Na verdade, ao pretender contar a história de seu amor por Core Mio (Angélica, a paixão de uma vida), Mino Carta faz, mais uma vez, memorialismo à clef. Então, no lugar da primeira leitura, oponho a minha: a histórica, entre outras. Mercúcio Parla, alter ego de Mino Carta, tem o hábito de satirizar os intelectuais, ele próprio intelectual, embora tentando se mostrar apenas como jornalista. Ele atribui a Alberti/Claudio Abramo o seguinte: “E os intelectuais? Servem o poder, querendo ou não, mesmo porque o primogênito vira coronel e um dos irmãos Intelectual. A família é a mesma”. Mercúcio/Mino contrapõe: “Mas nem todos nascem abastados…”. Abramo replica: “Estes sonham em subir na vida, quando não dá para virar coronel, vale a pena ser Intelectual”.
Expedição punitiva
Ao contrário de “O Castelo de Âmbar”, primeiro romance de Mino Carta, o segundo livro é menos rancoroso — chega a ser lírico e, mesmo, empolado, embora o autor certamente não aceite este tipo de crítica. Mesmo sendo lírico, sobretudo quando trata de Core Mio, o rancor está sempre presente. Há um espírito vingativo, aqui e ali, sempre que os Civita são “dissecados”.
“Em César Pavia [Victor Civita], Bertino reconhecia a energia transbordante, a ponto de ser excessiva como a brilhantina que lhe emplastava os cabelos diligentemente esticados para trás, sem condão de devassar a área da testa, exígua, e de lhe iluminar a expressão, pelo contrário, envolvendo-a em halo de brilho de sapato recém-chegado”, conta, certamente com um sorriso irônico nos lábios, Mercúcio/Mino.
Página adiante, Mercúcio/Mino volta ao ataque ao núcleo da família Civita: “O pai [Victor Civita], empreendedor de escrúpulos mirrados e jogador desabrido, cínico eventualmente ao expor fraquezas como méritos, mas contraditoriamente habilitado pela natureza a rompantes sentimentais.

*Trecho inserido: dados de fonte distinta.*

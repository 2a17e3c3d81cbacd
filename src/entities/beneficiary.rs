//! Beneficiary entity type - a person or organization receiving donations

use std::borrow::Cow;

use serde::{Deserialize, Serialize};

use crate::core::entity::Entity;
use crate::core::error::{require_text, ValidationError};
use crate::core::filter::Filterable;
use crate::core::identity::{EntityId, EntityPrefix};
use crate::entities::Party;

/// A Beneficiary entity
#[derive(Debug, Clone, PartialEq, Eq, Serialize, Deserialize)]
pub struct Beneficiary {
    /// Unique identifier
    pub id: EntityId,

    /// Beneficiary name (required)
    pub name: String,

    /// Affiliated organization, if any
    #[serde(default, skip_serializing_if = "Option::is_none")]
    pub organization: Option<String>,

    #[serde(default, skip_serializing_if = "Option::is_none")]
    pub email: Option<String>,

    #[serde(default, skip_serializing_if = "Option::is_none")]
    pub phone: Option<String>,

    #[serde(default, skip_serializing_if = "Option::is_none")]
    pub address: Option<String>,
}

impl Beneficiary {
    /// Create a new beneficiary with a fresh id
    pub fn new(name: impl Into<String>) -> Self {
        Self {
            id: EntityId::new(EntityPrefix::Ben),
            name: name.into(),
            organization: None,
            email: None,
            phone: None,
            address: None,
        }
    }

    pub fn with_organization(mut self, organization: impl Into<String>) -> Self {
        self.organization = Some(organization.into());
        self
    }

    pub fn with_email(mut self, email: impl Into<String>) -> Self {
        self.email = Some(email.into());
        self
    }

    pub fn with_phone(mut self, phone: impl Into<String>) -> Self {
        self.phone = Some(phone.into());
        self
    }

    pub fn with_address(mut self, address: impl Into<String>) -> Self {
        self.address = Some(address.into());
        self
    }
}

impl Entity for Beneficiary {
    const PREFIX: EntityPrefix = EntityPrefix::Ben;

    fn id(&self) -> &EntityId {
        &self.id
    }

    fn label(&self) -> &str {
        &self.name
    }

    fn validate(&self) -> Result<(), ValidationError> {
        require_text(Self::kind(), "name", &self.name)
    }
}

impl Party for Beneficiary {
    fn name(&self) -> &str {
        &self.name
    }

    fn organization(&self) -> Option<&str> {
        self.organization.as_deref()
    }

    fn email(&self) -> Option<&str> {
        self.email.as_deref()
    }

    fn phone(&self) -> Option<&str> {
        self.phone.as_deref()
    }

    fn address(&self) -> Option<&str> {
        self.address.as_deref()
    }

    fn from_parts(id: EntityId, contact: crate::entities::Contact) -> Self {
        Self {
            id,
            name: contact.name,
            organization: contact.organization,
            email: contact.email,
            phone: contact.phone,
            address: contact.address,
        }
    }
}

impl Filterable for Beneficiary {
    fn text(&self, column: &str) -> Option<Cow<'_, str>> {
        self.party_text(column)
    }
}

Tom, tíbio e precário, aculturado em Samueland [Estados Unidos], onde se apossara dos principais defeitos do pessoal do lugar e de qualidade nenhuma, inseguro e arrogante, destinado a suscitar no interlocutor do primeiro encontro a impressão de se haver ou com um hipócrita ou com um boboca. No segundo encontro, as dúvidas caíam e a impressão número dois tornava-se certeza”.
Na página 210, mais uma “pancada” nos Civita: “Mas são estes, específicos patrões, aqueles que hoje me atormentam com suas pressões e suas tibiezas, sua inesgotável disponibilidade para o compromisso, se for necessário para a curvatura, o salamaleque, a genuflexão. Sei também que os meus dias na Foco [“Veja”] estão contados, as paciências envolvidas estão no ponto de fervura ou bem próximas…”.
Mino Carta conta, em “O Castelo de Âmbar”, que foi demitido a pedido de Armando Falcão. Sobretudo, Roberto Civita — que não é tão medíocre quanto diz o desafeto — não fez qualquer esforço para preservar o emprego do jornalista. Entregou sua cabeça e, segundo Mino Carta, teria obtido um polpudo empréstimo de um banco estatal. Há outra versão: Roberto Civita não tolerava Mino Carta e aproveitou-se do conflito do jornalista com setores militares para defenestrá-lo. Uma coisa é certa: o romance de Mino Carta jamais será resenhado em alguma publicação da Editora Abril, como “Veja”.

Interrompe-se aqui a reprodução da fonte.